Stored items from a collection:
-=-=-

//! End-to-end bridge tests against an in-process mock daemon.
//!
//! The mock stands in for the Docker Engine: lifecycle events arrive
//! through a channel the test controls, and attach endpoints are duplex
//! pipes the test holds the far ends of.

use std::collections::HashMap;
use std::sync::{Arc, Mutex};
use std::time::Duration;

use async_trait::async_trait;
use chrono::{DateTime, Utc};
use tokio::io::{AsyncReadExt, AsyncWriteExt, DuplexStream};
use tokio::sync::mpsc;
use tokio::time::{sleep, Instant};

use whaletalk_core::{
    AccountHandle, BuddyHandle, ContainerEvent, ContainerEventKind, ContainerId, ContainerMeta,
    HostRuntime,
};
use whaletalk_docker::{AttachStreams, ContainerDaemon, DaemonError, EventStream};
use whaletalkd::account::DaemonConnector;
use whaletalkd::registry::{AccountRegistry, BridgeConfig};

// ============================================================================
// Mock daemon
// ============================================================================

/// The test-held far ends of one attach.
struct AttachEnds {
    /// Write here to produce container stdout.
    stdout_feed: DuplexStream,
    /// Write here to produce container stderr.
    stderr_feed: DuplexStream,
    /// Read here to observe what was sent to container stdin.
    stdin_sink: DuplexStream,
}

struct MockDaemon {
    metas: Mutex<HashMap<String, ContainerMeta>>,
    running: Mutex<Vec<ContainerId>>,
    events: Mutex<Option<mpsc::UnboundedReceiver<Result<ContainerEvent, DaemonError>>>>,
    attached: Mutex<HashMap<String, AttachEnds>>,
}

impl MockDaemon {
    fn new() -> (
        Arc<Self>,
        mpsc::UnboundedSender<Result<ContainerEvent, DaemonError>>,
    ) {
        let (tx, rx) = mpsc::unbounded_channel();
        let daemon = Arc::new(Self {
            metas: Mutex::new(HashMap::new()),
            running: Mutex::new(Vec::new()),
            events: Mutex::new(Some(rx)),
            attached: Mutex::new(HashMap::new()),
        });
        (daemon, tx)
    }

    fn connector(self: &Arc<Self>) -> DaemonConnector {
        let daemon = Arc::clone(self);
        Arc::new(move || Ok(Arc::clone(&daemon) as Arc<dyn ContainerDaemon>))
    }

    fn add_container(&self, meta: ContainerMeta) {
        self.metas
            .lock()
            .unwrap()
            .insert(meta.id.as_str().to_string(), meta);
    }

    fn mark_running(&self, id: &ContainerId) {
        self.running.lock().unwrap().push(id.clone());
    }

    fn is_attached(&self, name: &str) -> bool {
        self.attached.lock().unwrap().contains_key(name)
    }

    fn take_attach(&self, name: &str) -> AttachEnds {
        self.attached
            .lock()
            .unwrap()
            .remove(name)
            .expect("container not attached")
    }
}

#[async_trait]
impl ContainerDaemon for MockDaemon {
    async fn running_containers(&self) -> Result<Vec<ContainerId>, DaemonError> {
        Ok(self.running.lock().unwrap().clone())
    }

    async fn inspect(&self, id: &ContainerId) -> Result<ContainerMeta, DaemonError> {
        self.metas
            .lock()
            .unwrap()
            .get(id.as_str())
            .cloned()
            .ok_or_else(|| DaemonError::Unavailable(format!("no such container: {id}")))
    }

    async fn subscribe_events(&self) -> Result<EventStream, DaemonError> {
        let rx = self
            .events
            .lock()
            .unwrap()
            .take()
            .ok_or_else(|| DaemonError::Unavailable("already subscribed".to_string()))?;
        Ok(Box::pin(futures_util::stream::unfold(
            rx,
            |mut rx| async move { rx.recv().await.map(|event| (event, rx)) },
        )))
    }

    async fn attach(&self, id: &ContainerId) -> Result<AttachStreams, DaemonError> {
        let meta = self.inspect(id).await?;
        let (stdout_read, stdout_feed) = tokio::io::duplex(1024);
        let (stderr_read, stderr_feed) = tokio::io::duplex(1024);
        let (stdin_sink, stdin_write) = tokio::io::duplex(1024);

        self.attached.lock().unwrap().insert(
            meta.name,
            AttachEnds {
                stdout_feed,
                stderr_feed,
                stdin_sink,
            },
        );

        Ok(AttachStreams {
            stdin: Box::pin(stdin_write),
            stdout: Box::new(stdout_read),
            stderr: Box::new(stderr_read),
            keepalive: Box::pin(futures_util::future::pending()),
        })
    }
}

// ============================================================================
// Test helpers
// ============================================================================

/// Records every host mutation for assertions.
#[derive(Default)]
struct RecordingHost {
    buddies: Vec<(String, String, bool)>,
    presence: Vec<(String, bool)>,
    messages: Vec<(String, String)>,
    connected: bool,
    next_handle: u64,
}

impl HostRuntime for RecordingHost {
    fn ensure_buddy(&mut self, name: &str, group: &str, online: bool) -> BuddyHandle {
        self.buddies
            .push((name.to_string(), group.to_string(), online));
        self.next_handle += 1;
        BuddyHandle(self.next_handle)
    }
    fn set_buddy_presence(&mut self, name: &str, online: bool) {
        self.presence.push((name.to_string(), online));
    }
    fn deliver_message(&mut self, from: &str, text: &str, _received: DateTime<Utc>) {
        self.messages.push((from.to_string(), text.to_string()));
    }
    fn set_connected(&mut self) {
        self.connected = true;
    }
}

fn meta(id: &str, name: &str, interactive: bool) -> ContainerMeta {
    ContainerMeta::from_inspect(ContainerId::new(id), name, interactive)
}

fn event(kind: ContainerEventKind, id: &str) -> Result<ContainerEvent, DaemonError> {
    Ok(ContainerEvent::new(kind, ContainerId::new(id)))
}

/// Polls `cond` until it holds, panicking after two seconds.
async fn wait_for(what: &str, cond: impl Fn() -> bool) {
    let deadline = Instant::now() + Duration::from_secs(2);
    while !cond() {
        if Instant::now() > deadline {
            panic!("timed out waiting for {what}");
        }
        sleep(Duration::from_millis(10)).await;
    }
}

const ACCOUNT: AccountHandle = AccountHandle(1);

// ============================================================================
// Scenarios
// ============================================================================

#[tokio::test]
async fn test_created_container_becomes_buddy_and_start_brings_it_online() {
    let (mock, events) = MockDaemon::new();
    let registry = AccountRegistry::new(mock.connector(), BridgeConfig::default());
    let session = registry.login(ACCOUNT).await;

    let mut host = RecordingHost::default();
    registry.pump(ACCOUNT, &mut host);
    assert!(host.connected);

    mock.add_container(meta("c0ffee000001", "web", true));
    events.send(event(ContainerEventKind::Create, "c0ffee000001")).unwrap();
    wait_for("container registration", || session.container_count() == 1).await;

    // After create: offline buddy, no presence change yet, no attach.
    registry.pump(ACCOUNT, &mut host);
    assert_eq!(
        host.buddies,
        vec![("web".to_string(), "containers".to_string(), false)]
    );
    assert!(host.presence.is_empty());
    assert!(!mock.is_attached("web"));

    events.send(event(ContainerEventKind::Start, "c0ffee000001")).unwrap();
    wait_for("attach", || mock.is_attached("web")).await;

    registry.pump(ACCOUNT, &mut host);
    assert!(host.presence.contains(&("web".to_string(), true)));

    registry.logout(ACCOUNT);
}

#[tokio::test]
async fn test_console_output_arrives_as_messages() {
    let (mock, events) = MockDaemon::new();
    let registry = AccountRegistry::new(mock.connector(), BridgeConfig::default());
    registry.login(ACCOUNT).await;

    mock.add_container(meta("c0ffee000002", "web", true));
    events.send(event(ContainerEventKind::Create, "c0ffee000002")).unwrap();
    events.send(event(ContainerEventKind::Start, "c0ffee000002")).unwrap();
    wait_for("attach", || mock.is_attached("web")).await;

    let mut ends = mock.take_attach("web");
    ends.stdout_feed.write_all(b"hello\n").await.unwrap();
    ends.stderr_feed.write_all(b"oops\n").await.unwrap();

    // Messages surface only through a pump once the receive workers have
    // queued them.
    let mut host = RecordingHost::default();
    wait_for_messages(&registry, &mut host, 2).await;

    assert!(host.messages.contains(&("web".to_string(), "hello".to_string())));
    assert!(host.messages.contains(&("web".to_string(), "oops".to_string())));

    registry.logout(ACCOUNT);
}

#[tokio::test]
async fn test_outgoing_message_reaches_container_stdin() {
    let (mock, events) = MockDaemon::new();
    let registry = AccountRegistry::new(mock.connector(), BridgeConfig::default());
    registry.login(ACCOUNT).await;

    mock.add_container(meta("c0ffee000003", "web", true));
    events.send(event(ContainerEventKind::Create, "c0ffee000003")).unwrap();
    events.send(event(ContainerEventKind::Start, "c0ffee000003")).unwrap();
    wait_for("attach", || mock.is_attached("web")).await;
    let mut ends = mock.take_attach("web");

    // Stdin is installed shortly after the mock registers the attach;
    // until then the send reports the zero sentinel and writes nothing.
    let deadline = Instant::now() + Duration::from_secs(2);
    loop {
        if registry.send_outgoing(ACCOUNT, "web", "ping").await == "ping".len() {
            break;
        }
        if Instant::now() > deadline {
            panic!("timed out waiting for stdin to come up");
        }
        sleep(Duration::from_millis(10)).await;
    }

    let mut buf = vec![0u8; 5];
    ends.stdin_sink.read_exact(&mut buf).await.unwrap();
    assert_eq!(&buf, b"ping\n");

    registry.logout(ACCOUNT);
}

#[tokio::test]
async fn test_dead_container_goes_offline_and_rejects_sends() {
    let (mock, events) = MockDaemon::new();
    let registry = AccountRegistry::new(mock.connector(), BridgeConfig::default());
    let session = registry.login(ACCOUNT).await;

    mock.add_container(meta("c0ffee000004", "web", true));
    events.send(event(ContainerEventKind::Create, "c0ffee000004")).unwrap();
    events.send(event(ContainerEventKind::Start, "c0ffee000004")).unwrap();
    wait_for("attach", || mock.is_attached("web")).await;
    let container = session.container("web").expect("container registered");

    events.send(event(ContainerEventKind::Die, "c0ffee000004")).unwrap();
    wait_for("container removal", || session.container("web").is_none()).await;

    assert!(container.is_cancelled());

    let mut host = RecordingHost::default();
    registry.pump(ACCOUNT, &mut host);
    assert!(host.presence.contains(&("web".to_string(), false)));

    // Unknown recipient now, reported as the zero sentinel.
    assert_eq!(registry.send_outgoing(ACCOUNT, "web", "hi").await, 0);

    registry.logout(ACCOUNT);
}

#[tokio::test]
async fn test_snapshot_scan_attaches_already_running_containers() {
    let (mock, _events) = MockDaemon::new();
    mock.add_container(meta("c0ffee000005", "web", true));
    mock.add_container(meta("c0ffee000006", "db", false));
    mock.mark_running(&ContainerId::new("c0ffee000005"));
    mock.mark_running(&ContainerId::new("c0ffee000006"));

    let registry = AccountRegistry::new(mock.connector(), BridgeConfig::default());
    let session = registry.login(ACCOUNT).await;

    assert_eq!(session.container_count(), 2);
    wait_for("attach", || mock.is_attached("web")).await;
    // Non-interactive containers are presence-only.
    assert!(!mock.is_attached("db"));

    let mut host = RecordingHost::default();
    registry.pump(ACCOUNT, &mut host);
    assert_eq!(host.buddies.len(), 2);
    assert!(host.presence.contains(&("web".to_string(), true)));
    assert!(host.presence.contains(&("db".to_string(), true)));

    registry.logout(ACCOUNT);
}

#[tokio::test]
async fn test_logout_ends_every_container_scope_and_discards_pending_calls() {
    let (mock, events) = MockDaemon::new();
    let registry = AccountRegistry::new(mock.connector(), BridgeConfig::default());
    let session = registry.login(ACCOUNT).await;

    for (id, name) in [
        ("c0ffee00000a", "web"),
        ("c0ffee00000b", "db"),
        ("c0ffee00000c", "cache"),
    ] {
        mock.add_container(meta(id, name, true));
        events.send(event(ContainerEventKind::Create, id)).unwrap();
        events.send(event(ContainerEventKind::Start, id)).unwrap();
    }
    wait_for("attaches", || {
        mock.is_attached("web") && mock.is_attached("db") && mock.is_attached("cache")
    })
    .await;

    let containers: Vec<_> = ["web", "db", "cache"]
        .iter()
        .filter_map(|name| session.container(name))
        .collect();
    assert_eq!(containers.len(), 3);

    // A message still queued at logout must never reach the host.
    session.deliver_incoming("web", "too late");
    registry.logout(ACCOUNT);

    assert!(session.is_cancelled());
    for container in &containers {
        assert!(container.is_cancelled());
    }

    let mut host = RecordingHost::default();
    assert_eq!(session.pump(&mut host), 0);
    assert!(host.messages.is_empty());
    assert!(registry.is_empty());
}

/// Pumps the registry until `count` messages arrived, panicking after two
/// seconds.
async fn wait_for_messages(registry: &AccountRegistry, host: &mut RecordingHost, count: usize) {
    let deadline = Instant::now() + Duration::from_secs(2);
    while host.messages.len() < count {
        registry.pump(ACCOUNT, host);
        if Instant::now() > deadline {
            panic!(
                "timed out waiting for {count} messages, got {:?}",
                host.messages
            );
        }
        sleep(Duration::from_millis(10)).await;
    }
}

-=-=-

### [WORK TO BE COMPLETED]
Gather each line in the data that holds the string "buddies".

### [RESULT FOR THIS TASK]
    buddies: Vec<(String, String, bool)>,
        self.buddies
        host.buddies,
    assert_eq!(host.buddies.len(), 2);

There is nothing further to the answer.